“I—I had a darling Nellie once, and a golden-haired [[237]]boy also, whom we called Frank, but they were buds that faded here to bloom in heaven. And now their dear voices will never fall upon my ears again. Alas! Alas!”
Then like all else she had seen in this place, it seemed to the child that the face of the beautiful lady was not altogether strange to her. The very caress was like the endearing embrace of a mother, whose heart had longed and yearned for her lost ones, and the poor little outcast wondered how it all could be, until she lost all consciousness and began to dream again.
CHAPTER II.
It was a long and troubled dream. Days and weeks appeared to pass away in which the little sleeper could remember nothing clearly. At one time the beautiful lady would appear to be bending fondly over her, and then the face would change suddenly to that of a wretched hag, whom she had known and called mother, in the miserable home she had within the slums of the city. From this place came terrible voices in her ears, and terrible things struggling round the bed. Flames of fire darted and danced in her poor, weary eyes; but through all this she beheld the fairy of the [[238]]cavern appear again, holding in his hand the wreath whereon was written her name. He held it towards her gleaming with diamond tear-drops. How she struggled to reach it! The more she tried the weaker she became, but it seemed to her that there was an invisible arm round her for her to rest upon, and though faint and weary, her failing footsteps ever got nearer and nearer the precious circlet. Then followed an interval of soft, soothing quiet, and the eyes of our heroine opened drowsily upon the waking world again. She felt very weak, but somehow very happy. She was lying on a clean, white bed in a comfortable room, which appeared as if she had seen it before somewhere in her dreams. As the child raised her weary eyelids her gaze rested upon the prostrate form of the lady kneeling by her bedside, with her face hidden in the bedclothes, sobbing. The poor wanderer felt sorry that one who had been so kind to her should weep in trouble, and raising her little warm hand, she laid it on the beautiful head of the kneeler, and uttered the familiar word, “Mamma.”
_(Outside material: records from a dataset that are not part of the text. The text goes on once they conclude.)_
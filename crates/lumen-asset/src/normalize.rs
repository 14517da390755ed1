//! Shape normalization
//!
//! Turns any accepted asset shape into an alias list plus a flat list of
//! `ResolvedSrc` candidates. Deprecated fields are shadowed here and nowhere
//! else:
//!
//! | current | deprecated | rule                                   |
//! |---------|------------|----------------------------------------|
//! | `alias` | `name`     | current wins, deprecated is ignored    |
//! | `src`   | `srcs`     | current wins, deprecated is ignored    |

use crate::types::{AssetSrc, Extras, ResolvedSrc, SrcEntry, UnresolvedAsset};
use log::warn;
use lumen_core::{LumenError, Result};

const UNNAMED: &str = "<unnamed>";

/// Canonical form of one declared asset, ready for registration
#[derive(Debug, Clone, PartialEq)]
pub struct NormalizedAsset {
    pub aliases: Vec<String>,
    pub candidates: Vec<ResolvedSrc>,
}

/// Normalize an author-facing asset into aliases and source candidates.
///
/// An asset without any alias is not an error here; callers decide whether
/// a name can be derived from context.
pub fn normalize(asset: &UnresolvedAsset) -> Result<NormalizedAsset> {
    let aliases = shadowed(&asset.alias, &asset.name, "alias", "name")
        .map(|names| dedup(names.as_slice()))
        .unwrap_or_default();
    let label = aliases.first().map(String::as_str).unwrap_or(UNNAMED);

    let entries = shadowed(&asset.src, &asset.srcs, "src", "srcs")
        .map(|src| src.as_slice())
        .unwrap_or_default();
    if entries.is_empty() {
        return Err(LumenError::EmptySource(label.to_string()));
    }

    let candidates = entries
        .iter()
        .map(|entry| candidate(entry, asset, label))
        .collect::<Result<Vec<_>>>()?;

    Ok(NormalizedAsset {
        aliases,
        candidates,
    })
}

/// Normalize a bare source shorthand, as if it were `{ src: <value> }`
pub fn normalize_src(src: &AssetSrc) -> Result<Vec<ResolvedSrc>> {
    normalize(&UnresolvedAsset::from_src(src.clone())).map(|asset| asset.candidates)
}

/// Infer an asset format from its path.
///
/// Query strings and fragments are dropped, then the text after the last `.`
/// of the final path segment is lower-cased. Segments without an extension
/// (`README`, `.env`, `archive.`) yield `None`. `data:` URIs use their MIME
/// subtype without any `+suffix` (`data:image/svg+xml,...` is `svg`).
pub fn infer_format(src: &str) -> Option<String> {
    if let Some(rest) = src.strip_prefix("data:") {
        let mime = rest.split([';', ',']).next().unwrap_or_default();
        let (_, subtype) = mime.split_once('/')?;
        let subtype = subtype.split('+').next().unwrap_or_default();
        return (!subtype.is_empty()).then(|| subtype.to_ascii_lowercase());
    }

    let path = src.split(['?', '#']).next().unwrap_or_default();
    let file = path.rsplit('/').next().unwrap_or_default();
    let (stem, ext) = file.rsplit_once('.')?;
    if stem.is_empty() || ext.is_empty() {
        return None;
    }
    Some(ext.to_ascii_lowercase())
}

/// Whether a source still contains an unexpanded glob pattern.
///
/// `?` is not treated as a metacharacter since it introduces query strings.
pub fn is_glob(src: &str) -> bool {
    if src.starts_with("data:") {
        return false;
    }
    src.starts_with('!') || src.contains(['*', '[', ']', '{', '}'])
}

fn shadowed<'a, T>(
    current: &'a Option<T>,
    deprecated: &'a Option<T>,
    current_key: &str,
    deprecated_key: &str,
) -> Option<&'a T> {
    match (current, deprecated) {
        (Some(value), Some(_)) => {
            warn!(
                "Both '{}' and deprecated '{}' given; ignoring '{}'",
                current_key, deprecated_key, deprecated_key
            );
            Some(value)
        }
        (Some(value), None) => Some(value),
        (None, Some(value)) => {
            warn!("'{}' is deprecated, use '{}'", deprecated_key, current_key);
            Some(value)
        }
        (None, None) => None,
    }
}

fn dedup(names: &[String]) -> Vec<String> {
    let mut out: Vec<String> = Vec::with_capacity(names.len());
    for name in names {
        if !out.contains(name) {
            out.push(name.clone());
        }
    }
    out
}

fn candidate(entry: &SrcEntry, parent: &UnresolvedAsset, label: &str) -> Result<ResolvedSrc> {
    let (path, format, load_parser, data, own_extra) = match entry {
        SrcEntry::Path(path) => (path, None, None, None, None),
        SrcEntry::Object(obj) => {
            let path = shadowed(&obj.src, &obj.srcs, "src", "srcs")
                .ok_or_else(|| LumenError::EmptySource(label.to_string()))?;
            (
                path,
                obj.format.as_ref(),
                obj.load_parser.as_ref(),
                obj.data.as_ref(),
                Some(&obj.extra),
            )
        }
    };

    if is_glob(path) {
        return Err(LumenError::UnexpectedGlob(path.clone()));
    }

    let mut extra: Extras = parent.extra.clone();
    if let Some(own) = own_extra {
        extra.extend(own.iter().map(|(k, v)| (k.clone(), v.clone())));
    }

    Ok(ResolvedSrc {
        src: path.clone(),
        format: format
            .or(parent.format.as_ref())
            .cloned()
            .or_else(|| infer_format(path)),
        load_parser: load_parser.or(parent.load_parser.as_ref()).cloned(),
        data: data.or(parent.data.as_ref()).cloned(),
        extra,
    })
}
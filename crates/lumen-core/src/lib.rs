//! Lumen Core - Shared foundations for the Lumen content pipeline
//!
//! This crate provides the error type every other Lumen crate reports through:
//! - `LumenError` - Failures raised while registering or resolving assets
//! - `Result` - Crate-wide result alias

mod error;

pub use error::{LumenError, Result};
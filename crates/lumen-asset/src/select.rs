//! Source selection among format variants

use crate::types::ResolvedSrc;
use log::trace;

/// Pick the candidate best matching an ordered list of preferred formats.
///
/// Preferences are walked in order and the first candidate whose format
/// matches (ignoring ASCII case) wins. Ties go to registration order. With no
/// match the first candidate is returned. `None` only for an empty list.
pub fn select<'a, S: AsRef<str>>(
    candidates: &'a [ResolvedSrc],
    preferred: &[S],
) -> Option<&'a ResolvedSrc> {
    select_index(candidates, preferred).map(|index| &candidates[index])
}

/// Index form of [`select`]
pub fn select_index<S: AsRef<str>>(candidates: &[ResolvedSrc], preferred: &[S]) -> Option<usize> {
    if candidates.is_empty() {
        return None;
    }

    for format in preferred.iter().map(AsRef::as_ref) {
        let hit = candidates.iter().position(|candidate| {
            candidate
                .format
                .as_deref()
                .is_some_and(|f| f.eq_ignore_ascii_case(format))
        });
        if let Some(index) = hit {
            trace!("Selected '{}' for preferred format '{}'", candidates[index].src, format);
            return Some(index);
        }
    }

    trace!("No preferred format matched, defaulting to '{}'", candidates[0].src);
    Some(0)
}
// -------------------------------------------------------------------------------------------------
//  Copyright (C) 2015-2025 Nautech Systems Pty Ltd. All rights reserved.
//  https://nautechsystems.io
//
//  Licensed under the GNU Lesser General Public License Version 3.0 (the "License");
//  You may not use this file except in compliance with the License.
//  You may obtain a copy of the License at https://www.gnu.org/licenses/lgpl-3.0.en.html
//
//  Unless required by applicable law or agreed to in writing, software
//  distributed under the License is distributed on an "AS IS" BASIS,
//  WITHOUT WARRANTIES OR CONDITIONS OF ANY KIND, either express or implied.
//  See the License for the specific language governing permissions and
//  limitations under the License.
// -------------------------------------------------------------------------------------------------

//! Outer glue: wires the cache to a live block subscription.
//!
//! This is the one module that reaches for [`anyhow`] rather than the
//! crate's own typed errors — matching the reference adapter's split, where
//! internal components propagate precise `thiserror` enums and only the
//! outermost driving loop collapses them behind a single error type.

use std::sync::Arc;

use alloy::{primitives::Address, providers::Provider};
use anyhow::Context;
use tokio_util::sync::CancellationToken;
use tracing::{debug, info, warn};

use crate::{
    cache::Cache,
    config::RuntimeConfig,
    error::{AggregatorError, CacheError},
    pool::FactoryDescriptor,
    subscription::{AlloyBlockSource, Subscription},
};

/// Bootstraps and then continuously resyncs a [`Cache`] from a live block
/// subscription.
pub struct Driver<P> {
    cache: Arc<Cache<P>>,
    subscription: Subscription<AlloyBlockSource<P>>,
}

impl<P: Provider + Clone + Send + Sync + 'static> Driver<P> {
    #[must_use]
    pub fn new(provider: P, config: RuntimeConfig) -> Self {
        let cache = Arc::new(Cache::new(provider.clone(), &config));
        let subscription = Subscription::new(AlloyBlockSource::new(provider), config);
        Self { cache, subscription }
    }

    #[must_use]
    pub fn cache(&self) -> Arc<Cache<P>> {
        self.cache.clone()
    }

    /// Imports `tokens`, registers `factories` (enumerating their candidate
    /// pools), and performs the initial `sync_all` at `block` (`0` resolves
    /// to the chain's current head, per spec.md §4.1). Call once before
    /// [`Driver::run`].
    ///
    /// If the whole-batch `import_tokens` call fails (a single reverting
    /// `allowFailure=false` call reverts the entire outer multicall per
    /// spec.md §4.2's error model), falls back to importing the batch one
    /// token at a time: addresses that import cleanly on retry are kept,
    /// addresses that fail individually are quarantined into the cache's
    /// `invalid_tokens` set (see [`Cache::insert_invalid_token`]) rather than
    /// aborting bootstrap entirely.
    pub async fn bootstrap(
        &self,
        tokens: &[Address],
        factories: Vec<FactoryDescriptor>,
        block: u64,
    ) -> anyhow::Result<()> {
        let cancel = CancellationToken::new();

        if let Err(err) = self.cache.import_tokens(tokens, block, &cancel).await {
            warn!(error = %err, "batch token import failed, retrying individually");
            for &token in tokens {
                if let Err(err) = self.cache.import_tokens(&[token], block, &cancel).await {
                    warn!(error = %err, token = %token, "token failed metadata validation, quarantining");
                    self.cache.insert_invalid_token(token);
                }
            }
        }

        for factory in factories {
            self.cache.import_pools(factory).context("importing pools for factory")?;
        }
        self.cache.sync_all(block, &cancel).await.context("initial sync_all")?;

        info!(block, "bootstrap complete");
        Ok(())
    }

    /// Opens the block subscription and resyncs the whole cache on every new
    /// head, forever (or until the subscription closes). Per spec.md §5 and
    /// §9's design notes, sync is driven sequentially with respect to the
    /// driver itself — one `sync_all` in flight at a time, matching the
    /// reference adapter's pool manager, which drains its block stream
    /// before acting rather than spawning unbounded concurrent syncs. A
    /// block whose sync is still running when a later head has already
    /// arrived observes its per-block context cancelled mid-flight; that is
    /// logged and treated as a normal skip, never an error, per the
    /// subscription's cancellation contract.
    pub async fn run(&self) -> anyhow::Result<()> {
        let (mut items_rx, mut errors_rx) = self.subscription.subscribe().context("opening block subscription")?;

        loop {
            tokio::select! {
                maybe_err = errors_rx.recv() => {
                    match maybe_err {
                        Some(err) => {
                            warn!(error = %err, "subscription reported a fatal error");
                            return Err(err.into());
                        }
                        None => {
                            info!("subscription closed, stopping driver");
                            return Ok(());
                        }
                    }
                }
                maybe_item = items_rx.recv() => {
                    let Some(item) = maybe_item else {
                        info!("subscription items channel closed, stopping driver");
                        return Ok(());
                    };
                    let block = item.number;
                    match self.cache.sync_all(block, &item.ctx).await {
                        Ok(report) => {
                            info!(block = report.block, v2 = report.v2_pools_synced, v3 = report.v3_pools_synced, "resynced");
                        }
                        Err(err) if is_benign_skip(&err) => {
                            debug!(block, "sync superseded by a newer block, skipping");
                        }
                        Err(err) => {
                            warn!(error = %err, block, "sync failed");
                        }
                    }
                }
            }
        }
    }
}

/// A sync outcome the driver treats as a normal skip rather than a failure:
/// either the per-block context was cancelled (the next block arrived
/// first), or the block had already been synced by a faster path.
fn is_benign_skip(err: &CacheError) -> bool {
    matches!(err, CacheError::Cancelled | CacheError::Aggregator(AggregatorError::Cancelled) | CacheError::BlockAlreadySynced { .. })
}

#[cfg(test)]
mod tests {
    use super::*;

    #[test]
    fn test_is_benign_skip_classifies_cancellation_as_benign() {
        assert!(is_benign_skip(&CacheError::Cancelled));
        assert!(is_benign_skip(&CacheError::Aggregator(AggregatorError::Cancelled)));
        assert!(is_benign_skip(&CacheError::BlockAlreadySynced { requested: 5, last_synced: 10 }));
    }

    #[test]
    fn test_is_benign_skip_classifies_decode_errors_as_fatal() {
        assert!(!is_benign_skip(&CacheError::DecodeShape { pool: Address::ZERO, reason: "bad width".into() }));
        assert!(!is_benign_skip(&CacheError::PoolNotFound(Address::ZERO)));
    }
}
The little sufferer knew not why that tender word rose to her lips before any other; she only knew that the affectionate term was in her heart and mind—that was all. [[239]]
At the sound the grand lady raised her head, and kissed the child again and again with maternal fondness, her lips murmuring the while, “My own darling child. My Nellie, whom I thought had departed from me for ever. Heaven has been good to me.”
Then for the first time the little match vendor shed tears of joy. Sleep came to her again, from which she was aroused by the sound of voices talking in whispers close to the bed.
“I am so sorry to have disobeyed you, ma’am, but you must forgive me, and let me stay and nurse my own little pet,” cried a girl’s voice in pleading accents. “When they told me at home that the stolen child had come home again to you, I couldn’t keep away. I know it’s all along of my carelessness that she was took away. Yet I loved the deary and was compelled to come, although you must hate the very sight of me.”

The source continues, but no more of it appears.